Bryan Woolston/REUTERS

US-Präsident Trump vor Anhängern: "Schrecklicher Mangel an Visionen"


US-Präsident Donald Trump hat die US-Notenbank Fed erneut heftig angegriffen. Die Fed solle rasch die Leitzinsen um "mindestens 1,00 Prozentpunkte" senken, schrieb Trump im Kurznachichtendienst Twitter am Montag. Vielleicht sollte auch eine quantitative Lockerung hinzukommen. Darunter würden zum Beispiel die erneuten Käufe von Staatsanleihen fallen.

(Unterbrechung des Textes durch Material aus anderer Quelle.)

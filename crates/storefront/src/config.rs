//! Shop configuration loaded from environment variables.
//!
//! # Environment Variables
//!
//! All optional:
//! - `MERCADITO_ORDER_EMAIL` - Checkout order recipient (default: orders@example.com)
//! - `MERCADITO_CLEAR_CART_ON_SUBMIT` - Clear the cart after a successful
//!   checkout, `true`/`false`/`1`/`0` (default: false)
//! - `MERCADITO_PLACEHOLDER_IMAGE` - Image used when the admin form leaves
//!   the image blank (default: /placeholder.svg)
//! - `MERCADITO_SEED_CATALOG` - Start with the sample product,
//!   `true`/`false`/`1`/`0` (default: true)

use thiserror::Error;

/// Configuration errors that can occur during loading.
#[derive(Debug, Error)]
pub enum ConfigError {
    #[error("Invalid environment variable {0}: {1}")]
    InvalidEnvVar(String, String),
}

/// Shop configuration.
#[derive(Debug, Clone)]
pub struct ShopConfig {
    /// Address the composed order mail is addressed to.
    pub order_email: String,
    /// Whether a successful checkout empties the cart. The observed demo
    /// behavior keeps the cart, so this defaults to false.
    pub clear_cart_on_submit: bool,
    /// Image URI used when a product is created without one.
    pub placeholder_image: String,
    /// Whether the catalog starts with the sample product.
    pub seed_catalog: bool,
}

impl Default for ShopConfig {
    fn default() -> Self {
        Self {
            order_email: "orders@example.com".to_owned(),
            clear_cart_on_submit: false,
            placeholder_image: "/placeholder.svg".to_owned(),
            seed_catalog: true,
        }
    }
}

impl ShopConfig {
    /// Load configuration from environment variables.
    ///
    /// Calls `dotenvy::dotenv()` to load from `.env` file if present.
    ///
    /// # Errors
    ///
    /// Returns `ConfigError` if a boolean variable is set but unparseable.
    pub fn from_env() -> Result<Self, ConfigError> {
        // Load .env file if present (ignore errors if not found)
        let _ = dotenvy::dotenv();

        let defaults = Self::default();
        Ok(Self {
            order_email: get_env_or("MERCADITO_ORDER_EMAIL", &defaults.order_email),
            clear_cart_on_submit: get_bool_env(
                "MERCADITO_CLEAR_CART_ON_SUBMIT",
                defaults.clear_cart_on_submit,
            )?,
            placeholder_image: get_env_or("MERCADITO_PLACEHOLDER_IMAGE", &defaults.placeholder_image),
            seed_catalog: get_bool_env("MERCADITO_SEED_CATALOG", defaults.seed_catalog)?,
        })
    }
}

// =============================================================================
// Helper Functions
// =============================================================================

/// Get an environment variable with a default value.
fn get_env_or(key: &str, default: &str) -> String {
    std::env::var(key).unwrap_or_else(|_| default.to_owned())
}

/// Get a boolean environment variable, accepting `true`/`false`/`1`/`0`.
fn get_bool_env(key: &str, default: bool) -> Result<bool, ConfigError> {
    match std::env::var(key) {
        Err(_) => Ok(default),
        Ok(value) => parse_bool(&value)
            .ok_or_else(|| ConfigError::InvalidEnvVar(key.to_owned(), format!("not a boolean: {value:?}"))),
    }
}

fn parse_bool(value: &str) -> Option<bool> {
    match value.trim().to_ascii_lowercase().as_str() {
        "true" | "1" => Some(true),
        "false" | "0" => Some(false),
        _ => None,
    }
}
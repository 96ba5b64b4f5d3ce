//! Product category labels.

use serde::{Deserialize, Serialize};
use thiserror::Error;

/// Error returned when parsing a [`Category`] from a string.
#[derive(Debug, Error, Clone, PartialEq, Eq)]
#[error("unknown category: {0}")]
pub struct CategoryParseError(pub String);

/// The fixed set of categories a product can belong to.
#[derive(Debug, Clone, Copy, PartialEq, Eq, Hash, Serialize, Deserialize, Default)]
#[serde(rename_all = "snake_case")]
pub enum Category {
    Electronics,
    Clothing,
    Home,
    Sports,
    Books,
    Toys,
    Beauty,
    #[default]
    Other,
}

impl Category {
    /// All categories, in the order the admin form offers them.
    pub const ALL: [Self; 8] = [
        Self::Electronics,
        Self::Clothing,
        Self::Home,
        Self::Sports,
        Self::Books,
        Self::Toys,
        Self::Beauty,
        Self::Other,
    ];

    /// Human-readable label for display.
    #[must_use]
    pub const fn label(&self) -> &'static str {
        match self {
            Self::Electronics => "Electronics",
            Self::Clothing => "Clothing",
            Self::Home => "Home",
            Self::Sports => "Sports",
            Self::Books => "Books",
            Self::Toys => "Toys",
            Self::Beauty => "Beauty",
            Self::Other => "Other",
        }
    }
}

impl std::fmt::Display for Category {
    fn fmt(&self, f: &mut std::fmt::Formatter<'_>) -> std::fmt::Result {
        write!(f, "{}", self.label())
    }
}

impl std::str::FromStr for Category {
    type Err = CategoryParseError;

    fn from_str(s: &str) -> Result<Self, Self::Err> {
        match s.trim().to_ascii_lowercase().as_str() {
            "electronics" => Ok(Self::Electronics),
            "clothing" => Ok(Self::Clothing),
            "home" => Ok(Self::Home),
            "sports" => Ok(Self::Sports),
            "books" => Ok(Self::Books),
            "toys" => Ok(Self::Toys),
            "beauty" => Ok(Self::Beauty),
            "other" => Ok(Self::Other),
            _ => Err(CategoryParseError(s.to_owned())),
        }
    }
}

Falls dies geschehe, dann würde laut Trump die US-Wirtschaft "noch besser" laufen. Zudem würde die Weltwirtschaft stärker und schneller wachsen. Dies wäre laut Trump "gut für alle". Derzeit würde der starke Dollar leider andere Teile der Welt belasten. Notenbankchef Jerome Powell habe einen "schrecklichen Mangel an Visionen". Trump warf zudem den Demokraten vor, die Wirtschaft schwächen zu wollen, um eine gute Ausgangsposition für die Wahlen im Jahr 2020 zu erhalten.

Die Fed hat im vergangenen Monat erstmals seit einem Jahrzehnt die Zinsen gesenkt. Sie wurden um 0,25 Prozentpunkte auf eine Spanne von 2,00 bis 2,25 Punkte reduziert. Grundsätzlich zeigte sich die Fed für weitere Maßnahmen offen. Sie verwies auf das verlangsamte globale Wachstum und die Unsicherheit angesichts des Handelstreits zwischen den USA und China.